REFERENCIAS BIBLIOGRAFICAS


DIDIER JR., Fredie; ZANETTI JR., Hermes. Curso de direito processual civil. 2009. vol. 4.
DONIZETTI, Elpídio; CERQUEIRA, Marcelo Malheiros. Curso de processo coletivo. 2010.
FIORILLO, Celso Antonio Pacheco. Curso de direito ambiental brasileiro. 8ª ed. rev. atual. e ampl. São Paulo: Saraiva, 2007.
GIDI, Antônio. Coisa julgada e litispendência em ações coletivas. São Paulo: Saraiva, 1995.
GRECO FILHO, Vicente. Tutela constitucional das liberdades (mandado de segurança, ação popular e ação civil pública). Boletim de Direito Administrativo. São Paulo, ano XI, n. 6, 315/323, jun. 1995.
MOREIRA, José Carlos Barbosa de. Tutela jurisdicional dos interesses coletivos ou difusos, Temas de Direito Processual Civil. 3ª série. São Paulo: Saraiva, 1984.
SILVA, Sandra Lengruber da. Elementos das ações coletivas. 2004.
VIEIRA, Fernando Grella. A transação na esfera da tutela dos interesses difusos e coletivos e a posição do Ministério Público.

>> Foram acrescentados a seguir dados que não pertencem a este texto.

use chrono::{DateTime, Utc};
use serde::{Deserialize, Serialize};
use uuid::Uuid;

/// A scheduled flight. Read-only from the reservation core's perspective;
/// rows are seeded by operations tooling, not by any handler here.
#[derive(Debug, Clone, Serialize, Deserialize)]
pub struct Flight {
    pub id: Uuid,
    pub flight_number: String,
    pub origin: String,
    pub destination: String,
    pub scheduled_departure: DateTime<Utc>,
    pub price: f64,
}

impl Flight {
    /// A flight is closed for booking once its departure time has passed.
    pub fn has_departed(&self, now: DateTime<Utc>) -> bool {
        self.scheduled_departure < now
    }
}

#[cfg(test)]
mod tests {
    use super::*;
    use chrono::Duration;

    fn flight_at(departure: DateTime<Utc>) -> Flight {
        Flight {
            id: Uuid::new_v4(),
            flight_number: "SB101".to_string(),
            origin: "LIS".to_string(),
            destination: "AMS".to_string(),
            scheduled_departure: departure,
            price: 100.0,
        }
    }

    #[test]
    fn departed_when_schedule_in_past() {
        let now = Utc::now();
        assert!(flight_at(now - Duration::hours(1)).has_departed(now));
        assert!(!flight_at(now + Duration::hours(1)).has_departed(now));
    }
}
use rand::Rng;

/// Booking-reference generator. Candidates are checked against the store
/// for uniqueness by the caller; implementations only need to produce
/// well-formed references with enough entropy that retries are rare.
pub trait PnrGenerator: Send + Sync {
    fn generate(&self) -> String;
}

const PNR_ALPHABET: &[u8] = b"ABCDEFGHJKLMNPQRSTUVWXYZ23456789";
const PNR_LEN: usize = 6;

/// Random 6-character reference over an airline-style alphabet
/// (no 0/O or 1/I).
pub struct RandomPnr;

impl PnrGenerator for RandomPnr {
    fn generate(&self) -> String {
        let mut rng = rand::thread_rng();
        (0..PNR_LEN)
            .map(|_| PNR_ALPHABET[rng.gen_range(0..PNR_ALPHABET.len())] as char)
            .collect()
    }
}
use serde::Deserialize;
use std::collections::BTreeSet;

/// Fare rules are deployment configuration, injected wherever seat or
/// billing decisions are made. Defaults reproduce the production tariff:
/// rows 1-4 premium, 20 kg free baggage, no excess fee.
#[derive(Debug, Clone, Deserialize)]
pub struct FareRules {
    #[serde(default = "default_premium_rows")]
    pub premium_rows: BTreeSet<u32>,
    #[serde(default = "default_free_baggage_kg")]
    pub free_baggage_kg: u32,
    #[serde(default)]
    pub excess_baggage_fee_per_kg: f64,
}

fn default_premium_rows() -> BTreeSet<u32> {
    [1, 2, 3, 4].into_iter().collect()
}

fn default_free_baggage_kg() -> u32 {
    20
}

impl Default for FareRules {
    fn default() -> Self {
        FareRules {
            premium_rows: default_premium_rows(),
            free_baggage_kg: default_free_baggage_kg(),
            excess_baggage_fee_per_kg: 0.0,
        }
    }
}

impl FareRules {
    pub fn is_premium(&self, seat_code: &str) -> bool {
        self.premium_rows.contains(&seat_row(seat_code))
    }

    /// Monotonic non-decreasing in declared kilograms.
    pub fn baggage_surcharge(&self, kg: u32) -> f64 {
        f64::from(kg.saturating_sub(self.free_baggage_kg)) * self.excess_baggage_fee_per_kg
    }

    pub fn total(&self, base_fare: f64, meal_price: f64, baggage_kg: u32) -> f64 {
        base_fare + meal_price + self.baggage_surcharge(baggage_kg)
    }
}

/// Row number from a seat code like "12C". Codes without leading digits
/// parse to row 0, which is never premium.
pub fn seat_row(code: &str) -> u32 {
    let digits: String = code
        .trim()
        .chars()
        .take_while(|c| c.is_ascii_digit())
        .collect();
    digits.parse().unwrap_or(0)
}

/// Non-negative billing delta after an update. Decreases never signal a
/// refund through this path.
pub fn amount_due(old_total: f64, new_total: f64) -> f64 {
    (new_total - old_total).max(0.0)
}
use axum::{http::Method, Router};
use tower_http::cors::CorsLayer;
use tower_http::trace::TraceLayer;

pub mod auth;
pub mod error;
pub mod middleware;
pub mod reservations;
pub mod state;
pub mod users;

pub use state::AppState;

pub fn app(state: AppState) -> Router {
    let cors = CorsLayer::new()
        .allow_origin(tower_http::cors::Any)
        .allow_methods([
            Method::GET,
            Method::POST,
            Method::PUT,
            Method::DELETE,
            Method::OPTIONS,
        ])
        .allow_headers([
            axum::http::header::AUTHORIZATION,
            axum::http::header::CONTENT_TYPE,
        ]);

    Router::new()
        .merge(auth::routes())
        .merge(users::routes())
        .merge(reservations::routes())
        .layer(axum::middleware::from_fn_with_state(
            state.clone(),
            middleware::auth_context_middleware,
        ))
        .layer(cors)
        .layer(TraceLayer::new_for_http())
        .with_state(state)
}
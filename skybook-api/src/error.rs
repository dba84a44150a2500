use axum::{
    http::StatusCode,
    response::{IntoResponse, Response},
    Json,
};
use serde_json::json;

#[derive(Debug)]
pub enum ApiError {
    Authentication(String),
    Forbidden(String),
    Validation(String),
    NotFound(String),
    Conflict(String),
    Internal(String),
    Anyhow(anyhow::Error),
}

impl IntoResponse for ApiError {
    fn into_response(self) -> Response {
        let (status, error_message) = match self {
            ApiError::Authentication(msg) => (StatusCode::UNAUTHORIZED, msg),
            ApiError::Forbidden(msg) => (StatusCode::FORBIDDEN, msg),
            ApiError::Validation(msg) => (StatusCode::BAD_REQUEST, msg),
            ApiError::NotFound(msg) => (StatusCode::NOT_FOUND, msg),
            ApiError::Conflict(msg) => (StatusCode::CONFLICT, msg),
            ApiError::Internal(msg) => {
                tracing::error!("Internal Server Error: {}", msg);
                (
                    StatusCode::INTERNAL_SERVER_ERROR,
                    "Internal Server Error".to_string(),
                )
            }
            ApiError::Anyhow(err) => {
                tracing::error!("Internal Server Error: {}", err);
                (
                    StatusCode::INTERNAL_SERVER_ERROR,
                    "Internal Server Error".to_string(),
                )
            }
        };

        let body = Json(json!({
            "error": error_message,
        }));

        (status, body).into_response()
    }
}

impl<E> From<E> for ApiError
where
    E: Into<anyhow::Error>,
{
    fn from(err: E) -> Self {
        Self::Anyhow(err.into())
    }
}
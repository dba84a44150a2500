pub mod app_config;
pub mod database;
pub mod flight_repo;
pub mod reservation_repo;
pub mod user_repo;

pub use database::DbClient;
pub use flight_repo::SqliteFlightRepository;
pub use reservation_repo::SqliteReservationRepository;
pub use user_repo::SqliteUserRepository;

use skybook_core::repository::StoreError;

/// Unique violations become their own variant so the API layer can remap
/// them to conflict responses; everything else is an opaque backend error.
pub(crate) fn map_sqlx_err(err: sqlx::Error) -> StoreError {
    if let sqlx::Error::Database(db_err) = &err {
        if db_err.is_unique_violation() {
            return StoreError::UniqueViolation(db_err.message().to_string());
        }
    }
    StoreError::Backend(Box::new(err))
}
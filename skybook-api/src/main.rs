use std::net::SocketAddr;
use std::sync::Arc;

use skybook_api::{
    app,
    state::{AppState, AuthConfig},
};
use skybook_core::pnr::RandomPnr;
use skybook_store::{
    DbClient, SqliteFlightRepository, SqliteReservationRepository, SqliteUserRepository,
};
use tracing_subscriber::{layer::SubscriberExt, util::SubscriberInitExt};

#[tokio::main]
async fn main() {
    tracing_subscriber::registry()
        .with(
            tracing_subscriber::EnvFilter::try_from_default_env()
                .unwrap_or_else(|_| "skybook_api=debug,tower_http=debug".into()),
        )
        .with(tracing_subscriber::fmt::layer())
        .init();

    let config = skybook_store::app_config::Config::load().expect("Failed to load config");
    tracing::info!("Starting Skybook API on port {}", config.server.port);

    let db = DbClient::new(&config.database.url)
        .await
        .expect("Failed to connect to database");
    db.migrate().await.expect("Failed to run migrations");

    let app_state = AppState {
        flights: Arc::new(SqliteFlightRepository::new(db.pool.clone())),
        reservations: Arc::new(SqliteReservationRepository::new(db.pool.clone())),
        users: Arc::new(SqliteUserRepository::new(db.pool.clone())),
        pnr: Arc::new(RandomPnr),
        fare_rules: config.fare_rules.clone(),
        auth: AuthConfig {
            secret: config.auth.jwt_secret.clone(),
            expiration: config.auth.jwt_expiration_seconds,
        },
    };

    let app = app(app_state);

    let addr = SocketAddr::from(([0, 0, 0, 0], config.server.port));
    tracing::info!("Listening on {}", addr);

    let listener = tokio::net::TcpListener::bind(addr).await.unwrap();
    axum::serve(listener, app).await.unwrap();
}
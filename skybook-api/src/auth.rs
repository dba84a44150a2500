use argon2::password_hash::{rand_core::OsRng, SaltString};
use argon2::{Argon2, PasswordHash, PasswordHasher, PasswordVerifier};
use axum::{extract::State, routing::post, Json, Router};
use chrono::{Duration, Utc};
use jsonwebtoken::{encode, EncodingKey, Header};
use serde::{Deserialize, Serialize};
use tracing::info;

use crate::error::ApiError;
use crate::middleware::Claims;
use crate::state::AppState;
use skybook_core::user::User;

#[derive(Debug, Deserialize)]
struct LoginRequest {
    email: String,
    password: String,
}

#[derive(Debug, Serialize)]
struct AuthResponse {
    token: String,
    user_id: uuid::Uuid,
    role: String,
}

pub fn routes() -> Router<AppState> {
    Router::new().route("/auth/login", post(login))
}

async fn login(
    State(state): State<AppState>,
    Json(req): Json<LoginRequest>,
) -> Result<Json<AuthResponse>, ApiError> {
    let user = state
        .users
        .find_by_email(&req.email)
        .await?
        .ok_or_else(|| ApiError::Authentication("Invalid email or password".to_string()))?;

    if !verify_password(&req.password, &user.password_hash) {
        return Err(ApiError::Authentication(
            "Invalid email or password".to_string(),
        ));
    }

    let token = issue_token(&state, &user)?;
    info!("User logged in: {}", user.email);

    Ok(Json(AuthResponse {
        token,
        user_id: user.id,
        role: user.role.as_str().to_string(),
    }))
}

pub fn issue_token(state: &AppState, user: &User) -> Result<String, ApiError> {
    let claims = Claims {
        sub: user.id.to_string(),
        email: user.email.clone(),
        role: user.role.as_str().to_string(),
        exp: (Utc::now() + Duration::seconds(state.auth.expiration as i64)).timestamp() as usize,
    };

    encode(
        &Header::default(),
        &claims,
        &EncodingKey::from_secret(state.auth.secret.as_bytes()),
    )
    .map_err(|e| ApiError::Internal(format!("Token encoding failed: {}", e)))
}

pub fn hash_password(password: &str) -> Result<String, ApiError> {
    let salt = SaltString::generate(&mut OsRng);
    Argon2::default()
        .hash_password(password.as_bytes(), &salt)
        .map(|h| h.to_string())
        .map_err(|e| ApiError::Internal(format!("Password hashing failed: {}", e)))
}

pub fn verify_password(password: &str, hash: &str) -> bool {
    PasswordHash::new(hash)
        .map(|parsed| {
            Argon2::default()
                .verify_password(password.as_bytes(), &parsed)
                .is_ok()
        })
        .unwrap_or(false)
}
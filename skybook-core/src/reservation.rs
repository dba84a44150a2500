use chrono::{DateTime, Utc};
use serde::{Deserialize, Deserializer, Serialize};
use uuid::Uuid;

/// A booked (or cancelled) seat on a flight. This is the core's primary
/// mutable record; it is never physically deleted, only cancelled.
#[derive(Debug, Clone, Serialize, Deserialize)]
pub struct Reservation {
    pub id: Uuid,
    /// Human-readable booking reference, unique across all reservations
    /// including cancelled ones.
    pub pnr: String,
    pub flight_id: Uuid,
    /// Owning user; None for guest bookings.
    pub user_id: Option<Uuid>,
    pub first_name: String,
    pub last_name: String,
    pub email: String,
    pub passport: String,
    pub seat: Seat,
    pub meal: Meal,
    pub baggage: Baggage,
    pub bill: Bill,
    pub status: ReservationStatus,
    pub created_at: DateTime<Utc>,
    pub updated_at: DateTime<Utc>,
}

#[derive(Debug, Clone, Serialize, Deserialize)]
pub struct Seat {
    pub code: String,
    pub is_premium: bool,
}

#[derive(Debug, Clone, Serialize, Deserialize)]
pub struct Meal {
    pub label: String,
    pub price: f64,
}

impl Default for Meal {
    fn default() -> Self {
        Meal {
            label: "None".to_string(),
            price: 0.0,
        }
    }
}

#[derive(Debug, Clone, Default, Serialize, Deserialize)]
pub struct Baggage {
    pub kg: u32,
}

/// Billing snapshot. `base_fare` is copied from the flight at creation
/// time; `total` is recomputed from the bill inputs on every persist.
#[derive(Debug, Clone, Serialize, Deserialize)]
pub struct Bill {
    pub base_fare: f64,
    pub total: f64,
}

#[derive(Debug, Clone, Copy, PartialEq, Eq, Serialize, Deserialize)]
#[serde(rename_all = "lowercase")]
pub enum ReservationStatus {
    Active,
    Cancelled,
}

impl ReservationStatus {
    pub fn as_str(&self) -> &'static str {
        match self {
            ReservationStatus::Active => "active",
            ReservationStatus::Cancelled => "cancelled",
        }
    }
}

impl Reservation {
    pub fn is_active(&self) -> bool {
        self.status == ReservationStatus::Active
    }
}

#[derive(Debug, Clone, Deserialize)]
pub struct MealInput {
    pub label: Option<String>,
    #[serde(default, deserialize_with = "lenient_price")]
    pub price: f64,
}

impl MealInput {
    pub fn into_meal(self) -> Meal {
        Meal {
            label: self.label.unwrap_or_else(|| "None".to_string()),
            price: self.price.max(0.0),
        }
    }
}

/// Absent fields deserialize to their empty defaults so the handler can
/// answer "missing required fields" instead of a serde rejection.
#[derive(Debug, Deserialize)]
pub struct CreateReservationRequest {
    #[serde(default)]
    pub first_name: String,
    #[serde(default)]
    pub last_name: String,
    #[serde(default)]
    pub email: String,
    #[serde(default)]
    pub passport: String,
    #[serde(default)]
    pub seat: String,
    #[serde(default)]
    pub flight_id: Option<Uuid>,
    pub meal_option: Option<MealInput>,
    #[serde(default, deserialize_with = "lenient_kg")]
    pub baggage: u32,
}

impl CreateReservationRequest {
    /// Presence check for the required fields. Identifiers are validated by
    /// deserialization; the string fields just need to be non-blank.
    pub fn missing_required_fields(&self) -> bool {
        [
            &self.first_name,
            &self.last_name,
            &self.email,
            &self.passport,
            &self.seat,
        ]
        .iter()
        .any(|f| f.trim().is_empty())
    }
}

/// Partial update: omitted fields keep their prior values.
#[derive(Debug, Default, Deserialize)]
pub struct UpdateReservationRequest {
    pub seat: Option<String>,
    pub meal_option: Option<MealInput>,
    #[serde(default, deserialize_with = "lenient_kg_opt")]
    pub baggage: Option<u32>,
}

/// Baggage weights arrive from forms as numbers, numeric strings, or junk.
/// Junk and negatives coerce to 0 rather than rejecting the request.
fn coerce_kg(value: &serde_json::Value) -> u32 {
    match value {
        serde_json::Value::Number(n) => {
            if let Some(i) = n.as_i64() {
                i.max(0) as u32
            } else {
                n.as_f64().map(|f| f.max(0.0) as u32).unwrap_or(0)
            }
        }
        serde_json::Value::String(s) => leading_int(s),
        _ => 0,
    }
}

/// parseInt-style prefix parse: "23kg" -> 23, "abc" -> 0.
fn leading_int(s: &str) -> u32 {
    let digits: String = s.trim().chars().take_while(|c| c.is_ascii_digit()).collect();
    digits.parse().unwrap_or(0)
}

fn lenient_kg<'de, D>(deserializer: D) -> Result<u32, D::Error>
where
    D: Deserializer<'de>,
{
    let value = serde_json::Value::deserialize(deserializer)?;
    Ok(coerce_kg(&value))
}

fn lenient_kg_opt<'de, D>(deserializer: D) -> Result<Option<u32>, D::Error>
where
    D: Deserializer<'de>,
{
    let value = serde_json::Value::deserialize(deserializer)?;
    if value.is_null() {
        return Ok(None);
    }
    Ok(Some(coerce_kg(&value)))
}

fn lenient_price<'de, D>(deserializer: D) -> Result<f64, D::Error>
where
    D: Deserializer<'de>,
{
    let value = serde_json::Value::deserialize(deserializer)?;
    let price = match &value {
        serde_json::Value::Number(n) => n.as_f64().unwrap_or(0.0),
        serde_json::Value::String(s) => s.trim().parse().unwrap_or(0.0),
        _ => 0.0,
    };
    Ok(price)
}
use chrono::{DateTime, Utc};
use serde::{Deserialize, Serialize};
use uuid::Uuid;

#[derive(Debug, Clone, Serialize, Deserialize)]
pub struct User {
    pub id: Uuid,
    pub first_name: String,
    pub last_name: String,
    pub email: String,
    /// argon2 hash; never serialized out of the store layer.
    #[serde(skip_serializing)]
    pub password_hash: String,
    pub role: Role,
    pub created_at: DateTime<Utc>,
}

#[derive(Debug, Clone, Copy, PartialEq, Eq, Serialize, Deserialize)]
pub enum Role {
    User,
    Admin,
}

impl Role {
    pub fn as_str(&self) -> &'static str {
        match self {
            Role::User => "User",
            Role::Admin => "Admin",
        }
    }

    pub fn parse(s: &str) -> Role {
        if s == "Admin" {
            Role::Admin
        } else {
            Role::User
        }
    }
}

impl User {
    pub fn full_name(&self) -> String {
        format!("{} {}", self.first_name, self.last_name)
    }
}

Justitia, São Paulo, n. 161, vol. 55, 40/53, jan.-mar. 1993.

NOTAS

[1] Faz-se mister observar que os direito individuais homogêneos não são direitos coletivos, todavia recebem o tratamento do processo coletivo, sendo considerados como direitos “acidentalmente coletivos”, na expressão de José Carlos Barbosa de Moreira (1984, p. 195-196).